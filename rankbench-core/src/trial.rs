//! Timed Trial Runner
//!
//! One [`Trial::sample`] is one observation for the estimator: the net time of
//! `repeats` back-to-back calls divided by `repeats`. The first sample is
//! preceded by an untimed warm-up call so one-time setup (lazy statics, page
//! faults, cold caches) stays out of the measurements.

use crate::RandomSource;
use crate::measure::{Clock, Timer};
use std::hint::black_box;

/// A source of per-call cost samples
pub trait Trial {
    /// Draw one sample (nanoseconds per call) using the given random stream
    fn sample(&mut self, rng: &mut RandomSource) -> f64;
}

impl<T: Trial + ?Sized> Trial for Box<T> {
    fn sample(&mut self, rng: &mut RandomSource) -> f64 {
        (**self).sample(rng)
    }
}

impl<T: Trial + ?Sized> Trial for &mut T {
    fn sample(&mut self, rng: &mut RandomSource) -> f64 {
        (**self).sample(rng)
    }
}

/// Times a candidate callable over its own scratch state.
///
/// The scratch value is owned by the runner and reused for every call, so
/// buffers allocated once are not re-allocated inside the timed region.
pub struct TrialRunner<S, F, C> {
    scratch: S,
    call: F,
    repeats: u64,
    clock: C,
    warmed_up: bool,
}

impl<S, F, T, C> TrialRunner<S, F, C>
where
    F: FnMut(&mut RandomSource, &mut S) -> T,
    C: Clock,
{
    /// Create a runner; a repeat count of 0 is raised to 1
    pub fn new(scratch: S, call: F, repeats: u64, clock: C) -> Self {
        Self {
            scratch,
            call,
            repeats: repeats.max(1),
            clock,
            warmed_up: false,
        }
    }

    /// Calls per sample
    pub fn repeats(&self) -> u64 {
        self.repeats
    }

    /// Whether the warm-up call has happened
    pub fn is_warmed_up(&self) -> bool {
        self.warmed_up
    }

    /// Scratch state as left by the latest call
    pub fn scratch(&self) -> &S {
        &self.scratch
    }

    /// Run the untimed warm-up call now instead of lazily
    pub fn warm_up(&mut self, rng: &mut RandomSource) {
        black_box((self.call)(rng, &mut self.scratch));
        self.warmed_up = true;
    }
}

impl<S, F, T, C> Trial for TrialRunner<S, F, C>
where
    F: FnMut(&mut RandomSource, &mut S) -> T,
    C: Clock,
{
    fn sample(&mut self, rng: &mut RandomSource) -> f64 {
        if !self.warmed_up {
            // warm up on a copy so the timed calls see the round stream from its start
            self.warm_up(&mut rng.clone());
        }

        let timer = Timer::start(&self.clock);
        for _ in 0..self.repeats {
            black_box((self.call)(rng, &mut self.scratch));
        }
        let elapsed = timer.elapsed();

        elapsed.net_nanos() as f64 / self.repeats as f64
    }
}

#[cfg(test)]
mod tests {
    use super::*;
    use crate::measure::ManualClock;
    use rand::{Rng, SeedableRng};

    #[test]
    fn test_sample_is_per_call_average() {
        let clock = ManualClock::new();
        let mut runner = TrialRunner::new(
            0u64,
            |_rng: &mut RandomSource, calls: &mut u64| {
                *calls += 1;
                clock.advance(250);
            },
            4,
            &clock,
        );
        let mut rng = RandomSource::seed_from_u64(1);

        let sample = runner.sample(&mut rng);
        assert!((sample - 250.0).abs() < f64::EPSILON);
        // warm-up plus four timed calls
        assert_eq!(*runner.scratch(), 5);
    }

    #[test]
    fn test_warm_up_only_once() {
        let clock = ManualClock::new();
        let mut runner = TrialRunner::new(
            0u64,
            |_rng: &mut RandomSource, calls: &mut u64| *calls += 1,
            3,
            &clock,
        );
        let mut rng = RandomSource::seed_from_u64(1);

        assert!(!runner.is_warmed_up());
        runner.sample(&mut rng);
        runner.sample(&mut rng);
        assert!(runner.is_warmed_up());
        assert_eq!(*runner.scratch(), 1 + 3 + 3);
    }

    #[test]
    fn test_warm_up_not_timed() {
        let clock = ManualClock::new();
        let mut first = true;
        let mut runner = TrialRunner::new(
            (),
            |_rng: &mut RandomSource, _: &mut ()| {
                // cold first call is expensive
                clock.advance(if first { 1_000_000 } else { 10 });
                first = false;
            },
            1,
            &clock,
        );
        let mut rng = RandomSource::seed_from_u64(1);
        assert!((runner.sample(&mut rng) - 10.0).abs() < f64::EPSILON);
    }

    #[test]
    fn test_pause_time_excluded() {
        let clock = ManualClock::new();
        let mut runner = TrialRunner::new(
            (),
            |_rng: &mut RandomSource, _: &mut ()| {
                clock.advance(100);
                clock.pause(900);
            },
            2,
            &clock,
        );
        let mut rng = RandomSource::seed_from_u64(1);
        assert!((runner.sample(&mut rng) - 100.0).abs() < f64::EPSILON);
    }

    #[test]
    fn test_zero_repeats_raised_to_one() {
        let clock = ManualClock::new();
        let runner = TrialRunner::new((), |_rng: &mut RandomSource, _: &mut ()| (), 0, &clock);
        assert_eq!(runner.repeats(), 1);
    }

    #[test]
    fn test_warm_up_leaves_round_stream_intact() {
        let clock = ManualClock::new();
        let mut runner = TrialRunner::new(
            Vec::new(),
            |rng: &mut RandomSource, seen: &mut Vec<u32>| seen.push(rng.gen_range(0..1000)),
            2,
            &clock,
        );
        let mut rng = RandomSource::seed_from_u64(9);
        runner.sample(&mut rng);

        let mut replay = RandomSource::seed_from_u64(9);
        let first = replay.gen_range(0..1000);
        let second = replay.gen_range(0..1000);
        // warm-up draw, then the two timed draws replaying the same stream
        assert_eq!(runner.scratch(), &vec![first, first, second]);
    }
}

======

Exercise -
What is needed is an exact copy of all the data above.

Reply to the task -
filename rankbench-core/src/trial.rs
//! Timed Trial Runner
//!
//! One [`Trial::sample`] is one observation for the estimator: the net time of
//! `repeats` back-to-back calls divided by `repeats`. The first sample is
//! preceded by an untimed warm-up call so one-time setup (lazy statics, page
//! faults, cold caches) stays out of the measurements.

use crate::RandomSource;
use crate::measure::{Clock, Timer};
use std::hint::black_box;

/// A source of per-call cost samples
pub trait Trial {
    /// Draw one sample (nanoseconds per call) using the given random stream
    fn sample(&mut self, rng: &mut RandomSource) -> f64;
}

impl<T: Trial + ?Sized> Trial for Box<T> {
    fn sample(&mut self, rng: &mut RandomSource) -> f64 {
        (**self).sample(rng)
    }
}

impl<T: Trial + ?Sized> Trial for &mut T {
    fn sample(&mut self, rng: &mut RandomSource) -> f64 {
        (**self).sample(rng)
    }
}

/// Times a candidate callable over its own scratch state.
///
/// The scratch value is owned by the runner and reused for every call, so
/// buffers allocated once are not re-allocated inside the timed region.
pub struct TrialRunner<S, F, C> {
    scratch: S,
    call: F,
    repeats: u64,
    clock: C,
    warmed_up: bool,
}

impl<S, F, T, C> TrialRunner<S, F, C>
where
    F: FnMut(&mut RandomSource, &mut S) -> T,
    C: Clock,
{
    /// Create a runner; a repeat count of 0 is raised to 1
    pub fn new(scratch: S, call: F, repeats: u64, clock: C) -> Self {
        Self {
            scratch,
            call,
            repeats: repeats.max(1),
            clock,
            warmed_up: false,
        }
    }

    /// Calls per sample
    pub fn repeats(&self) -> u64 {
        self.repeats
    }

    /// Whether the warm-up call has happened
    pub fn is_warmed_up(&self) -> bool {
        self.warmed_up
    }

    /// Scratch state as left by the latest call
    pub fn scratch(&self) -> &S {
        &self.scratch
    }

    /// Run the untimed warm-up call now instead of lazily
    pub fn warm_up(&mut self, rng: &mut RandomSource) {
        black_box((self.call)(rng, &mut self.scratch));
        self.warmed_up = true;
    }
}

impl<S, F, T, C> Trial for TrialRunner<S, F, C>
where
    F: FnMut(&mut RandomSource, &mut S) -> T,
    C: Clock,
{
    fn sample(&mut self, rng: &mut RandomSource) -> f64 {
        if !self.warmed_up {
            // warm up on a copy so the timed calls see the round stream from its start
            self.warm_up(&mut rng.clone());
        }

        let timer = Timer::start(&self.clock);
        for _ in 0..self.repeats {
            black_box((self.call)(rng, &mut self.scratch));
        }
        let elapsed = timer.elapsed();

        elapsed.net_nanos() as f64 / self.repeats as f64
    }
}

#[cfg(test)]
mod tests {
    use super::*;
    use crate::measure::ManualClock;
    use rand::{Rng, SeedableRng};

    #[test]
    fn test_sample_is_per_call_average() {
        let clock = ManualClock::new();
        let mut runner = TrialRunner::new(
            0u64,
            |_rng: &mut RandomSource, calls: &mut u64| {
                *calls += 1;
                clock.advance(250);
            },
            4,
            &clock,
        );
        let mut rng = RandomSource::seed_from_u64(1);

        let sample = runner.sample(&mut rng);
        assert!((sample - 250.0).abs() < f64::EPSILON);
        // warm-up plus four timed calls
        assert_eq!(*runner.scratch(), 5);
    }

    #[test]
    fn test_warm_up_only_once() {
        let clock = ManualClock::new();
        let mut runner = TrialRunner::new(
            0u64,
            |_rng: &mut RandomSource, calls: &mut u64| *calls += 1,
            3,
            &clock,
        );
        let mut rng = RandomSource::seed_from_u64(1);

        assert!(!runner.is_warmed_up());
        runner.sample(&mut rng);
        runner.sample(&mut rng);
        assert!(runner.is_warmed_up());
        assert_eq!(*runner.scratch(), 1 + 3 + 3);
    }

    #[test]
    fn test_warm_up_not_timed() {
        let clock = ManualClock::new();
        let mut first = true;
        let mut runner = TrialRunner::new(
            (),
            |_rng: &mut RandomSource, _: &mut ()| {
                // cold first call is expensive
                clock.advance(if first { 1_000_000 } else { 10 });
                first = false;
            },
            1,
            &clock,
        );
        let mut rng = RandomSource::seed_from_u64(1);
        assert!((runner.sample(&mut rng) - 10.0).abs() < f64::EPSILON);
    }

    #[test]
    fn test_pause_time_excluded() {
        let clock = ManualClock::new();
        let mut runner = TrialRunner::new(
            (),
            |_rng: &mut RandomSource, _: &mut ()| {
                clock.advance(100);
                clock.pause(900);
            },
            2,
            &clock,
        );
        let mut rng = RandomSource::seed_from_u64(1);
        assert!((runner.sample(&mut rng) - 100.0).abs() < f64::EPSILON);
    }

    #[test]
    fn test_zero_repeats_raised_to_one() {
        let clock = ManualClock::new();
        let runner = TrialRunner::new((), |_rng: &mut RandomSource, _: &mut ()| (), 0, &clock);
        assert_eq!(runner.repeats(), 1);
    }

    #[test]
    fn test_warm_up_leaves_round_stream_intact() {
        let clock = ManualClock::new();
        let mut runner = TrialRunner::new(
            Vec::new(),
            |rng: &mut RandomSource, seen: &mut Vec<u32>| seen.push(rng.gen_range(0..1000)),
            2,
            &clock,
        );
        let mut rng = RandomSource::seed_from_u64(9);
        runner.sample(&mut rng);

        let mut replay = RandomSource::seed_from_u64(9);
        let first = replay.gen_range(0..1000);
        let second = replay.gen_range(0..1000);
        // warm-up draw, then the two timed draws replaying the same stream
        assert_eq!(runner.scratch(), &vec![first, first, second]);
    }
}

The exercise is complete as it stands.